Akibat Malaria di Cirebon 1922.
Foto: ANRI Jawa Barat
b. Buruh gudang sedang berjalan menuju dokter dalam wabah Malaria di Cirebon awal dekade 1900-an.

Kabar tentang nama penyakit ‘yellow fever’ menyebar di wilayah Hindia Belanda di akhir abad ke-19. Laporan pemerintah, yaitu Kolonial Verslag tahun 1883-1884 menyebutkan adanya kasus penyakit itu dan mewabah di masyarakat.
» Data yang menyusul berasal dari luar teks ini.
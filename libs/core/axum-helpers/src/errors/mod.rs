pub mod codes;
pub mod handlers;

pub use codes::ErrorCode;

use axum::{
    Json,
    http::StatusCode,
    response::{IntoResponse, Response},
};
use serde::{Deserialize, Serialize};
use thiserror::Error;

use crate::extractors::BindError;
use crate::render::TemplateError;

/// Standard error response structure.
///
/// Every failure that escapes a handler ends up as this body:
/// - `code`: integer error code for logging/monitoring (e.g., 2003)
/// - `error`: machine-readable identifier (e.g., "STORAGE_ERROR")
/// - `message`: human-readable message
/// - `details`: optional structured details (e.g., field errors)
///
/// # JSON Example
///
/// ```json
/// {
///   "code": 1003,
///   "error": "INVALID_BODY",
///   "message": "Failed to parse request body",
///   "details": null
/// }
/// ```
#[derive(Debug, Serialize, Deserialize)]
pub struct ErrorResponse {
    pub code: i32,
    pub error: String,
    pub message: String,
    #[serde(default, skip_serializing_if = "Option::is_none")]
    pub details: Option<serde_json::Value>,
}

impl ErrorResponse {
    pub fn new(code: ErrorCode, message: impl Into<String>) -> Self {
        Self {
            code: code.code(),
            error: code.as_str().to_string(),
            message: message.into(),
            details: None,
        }
    }
}

/// Application error type that can be converted to HTTP responses.
///
/// Domain crates convert their own error enums into this type so every
/// unexpected failure reaches clients in the same shape.
#[derive(Debug, Error)]
#[non_exhaustive]
pub enum AppError {
    #[error("Request binding error: {0}")]
    Binding(#[from] BindError),

    #[error("Template error: {0}")]
    Template(#[from] TemplateError),

    #[error("Validation failed")]
    Validation(serde_json::Value),

    #[error("Bad Request: {0}")]
    BadRequest(String),

    #[error("Not Found: {0}")]
    NotFound(String),

    #[error("Storage error: {0}")]
    Storage(String),

    #[error("Internal Server Error: {0}")]
    InternalServerError(String),
}

impl AppError {
    /// HTTP status this error is reported with.
    pub fn status(&self) -> StatusCode {
        match self {
            AppError::Binding(BindError::UnsupportedContentType(_)) => {
                StatusCode::UNSUPPORTED_MEDIA_TYPE
            }
            AppError::Binding(_) | AppError::BadRequest(_) => StatusCode::BAD_REQUEST,
            AppError::NotFound(_) => StatusCode::NOT_FOUND,
            AppError::Validation(_) => StatusCode::UNPROCESSABLE_ENTITY,
            AppError::Template(_)
            | AppError::Storage(_)
            | AppError::InternalServerError(_) => StatusCode::INTERNAL_SERVER_ERROR,
        }
    }

    /// Error code this error is reported with.
    pub fn error_code(&self) -> ErrorCode {
        match self {
            AppError::Binding(BindError::UnsupportedContentType(_)) => {
                ErrorCode::UnsupportedMediaType
            }
            AppError::Binding(_) => ErrorCode::InvalidBody,
            AppError::Template(_) => ErrorCode::TemplateError,
            AppError::Validation(_) => ErrorCode::ValidationError,
            AppError::BadRequest(_) => ErrorCode::BadRequest,
            AppError::NotFound(_) => ErrorCode::NotFound,
            AppError::Storage(_) => ErrorCode::StorageError,
            AppError::InternalServerError(_) => ErrorCode::InternalError,
        }
    }
}

impl IntoResponse for AppError {
    fn into_response(self) -> Response {
        let status = self.status();
        let code = self.error_code();

        let (message, details) = match self {
            AppError::Binding(e) => {
                tracing::warn!(error_code = code.code(), "Request binding failed: {}", e);
                (e.to_string(), None)
            }
            AppError::Template(e) => {
                tracing::error!(error_code = code.code(), "Template rendering failed: {}", e);
                (code.default_message().to_string(), None)
            }
            AppError::Validation(details) => {
                tracing::info!(error_code = code.code(), "Validation failed");
                (code.default_message().to_string(), Some(details))
            }
            AppError::BadRequest(msg) => {
                tracing::info!(error_code = code.code(), "Rejected request: {}", msg);
                (msg, None)
            }
            AppError::NotFound(msg) => {
                tracing::info!(error_code = code.code(), "Not found: {}", msg);
                (msg, None)
            }
            AppError::Storage(msg) => {
                tracing::error!(error_code = code.code(), "Storage error: {}", msg);
                (code.default_message().to_string(), None)
            }
            AppError::InternalServerError(msg) => {
                tracing::error!(error_code = code.code(), "Internal server error: {}", msg);
                (code.default_message().to_string(), None)
            }
        };

        let body = Json(ErrorResponse {
            code: code.code(),
            error: code.as_str().to_string(),
            message,
            details,
        });

        (status, body).into_response()
    }
}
Laporan itu menyebut penyakit ‘yellow fever’ adalah malaria seperti hasil penelitian di Amerika tersebut.

Di Cirebon, penyakit malaria menyerang penduduk pada tahun 1882. Dalam laporan pemerintah itu, tercatat sejumlah 3.900 orang penderita malaria meninggal dunia di bulan Januari 1882. Dalam hitungan lima bulan, jumlah penderita meningkat tinggi. Yaitu di bulan Mei 1882 jumlah penderita malaria menjadi 10.919 orang. Wabah malaria terutama menyerang para buruh yang tinggal di lingkungan  yang kumuh dan berawa.
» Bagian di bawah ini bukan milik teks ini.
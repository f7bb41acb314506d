use axum_helpers::{create_production_app, create_router};
use core_config::tracing::{init_tracing, install_color_eyre};
use database::postgres::{self, PostgresConfig};
use domain_users::{InMemoryUserStore, PgUserStore};
use migration::Migrator;
use std::sync::Arc;
use tracing::info;

mod config;
mod routes;
mod state;

use config::Config;
use state::{AppState, Backend};

#[tokio::main]
async fn main() -> eyre::Result<()> {
    // Install color-eyre first for colored error output (before any fallible operations)
    install_color_eyre();

    // Load configuration from environment variables
    let config = Config::from_env()?;

    // Initialize tracing with ErrorLayer for span trace capture
    init_tracing(&config.environment);

    let backend = match config.database.clone() {
        Some(database) => connect_postgres(database, config.web.run_migrations).await?,
        None => {
            info!("DATABASE_URL not set, keeping users in memory");
            Backend::Memory(InMemoryUserStore::new())
        }
    };

    let templates = routes::template_engine()
        .map_err(|e| eyre::eyre!("Failed to load templates: {}", e))?;

    let state = AppState {
        config,
        backend,
        templates: Arc::new(templates),
    };

    // create_router adds method override, the 404 fallback, tracing and security headers
    let app = create_router(routes::routes(&state));

    info!(
        "Starting {} with graceful shutdown ({:?} timeout)",
        state.config.app.name, state.config.web.shutdown_timeout
    );

    let server = state.config.server.clone();
    let shutdown_timeout = state.config.web.shutdown_timeout;

    create_production_app(app, &server, shutdown_timeout, async move {
        if let Backend::Postgres { db, .. } = state.backend {
            info!("Shutting down: closing database connections");
            match db.close().await {
                Ok(_) => info!("PostgreSQL connection closed successfully"),
                Err(e) => tracing::error!("Error closing PostgreSQL: {}", e),
            }
        }
    })
    .await
    .map_err(|e| eyre::eyre!("Server error: {}", e))?;

    info!("Shutdown complete");
    Ok(())
}

async fn connect_postgres(database: PostgresConfig, run_migrations: bool) -> eyre::Result<Backend> {
    let db = postgres::connect_from_config_with_retry(database, None)
        .await
        .map_err(|e| eyre::eyre!("PostgreSQL connection failed: {}", e))?;

    if run_migrations {
        postgres::run_migrations::<Migrator>(&db, env!("CARGO_PKG_NAME"))
            .await
            .map_err(|e| eyre::eyre!("Migrations failed: {}", e))?;
    }

    Ok(Backend::Postgres {
        store: PgUserStore::new(db.clone()),
        db,
    })
}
Kondisi itu pun memang terjadi di beberapa daerah di Jawa, seperti Batavia, Semarang, Probolinggo, Besuki, dan Banyumas. Namun, dalam Kolonial Verslag tahun 1883-1884 disebutkan bahwa daerah Cirebon merupakan daerah kasus malaria yang tertinggi dibanding daerah-daerah tersebut.  Dugaan pemerintah kota Cirebon, daerah yang banyak berkembang bibit malaria di Cirebon adalah daerah-daerah yang dipenuhi rawa-rawa di sekitar pantai dan pinggir sungai.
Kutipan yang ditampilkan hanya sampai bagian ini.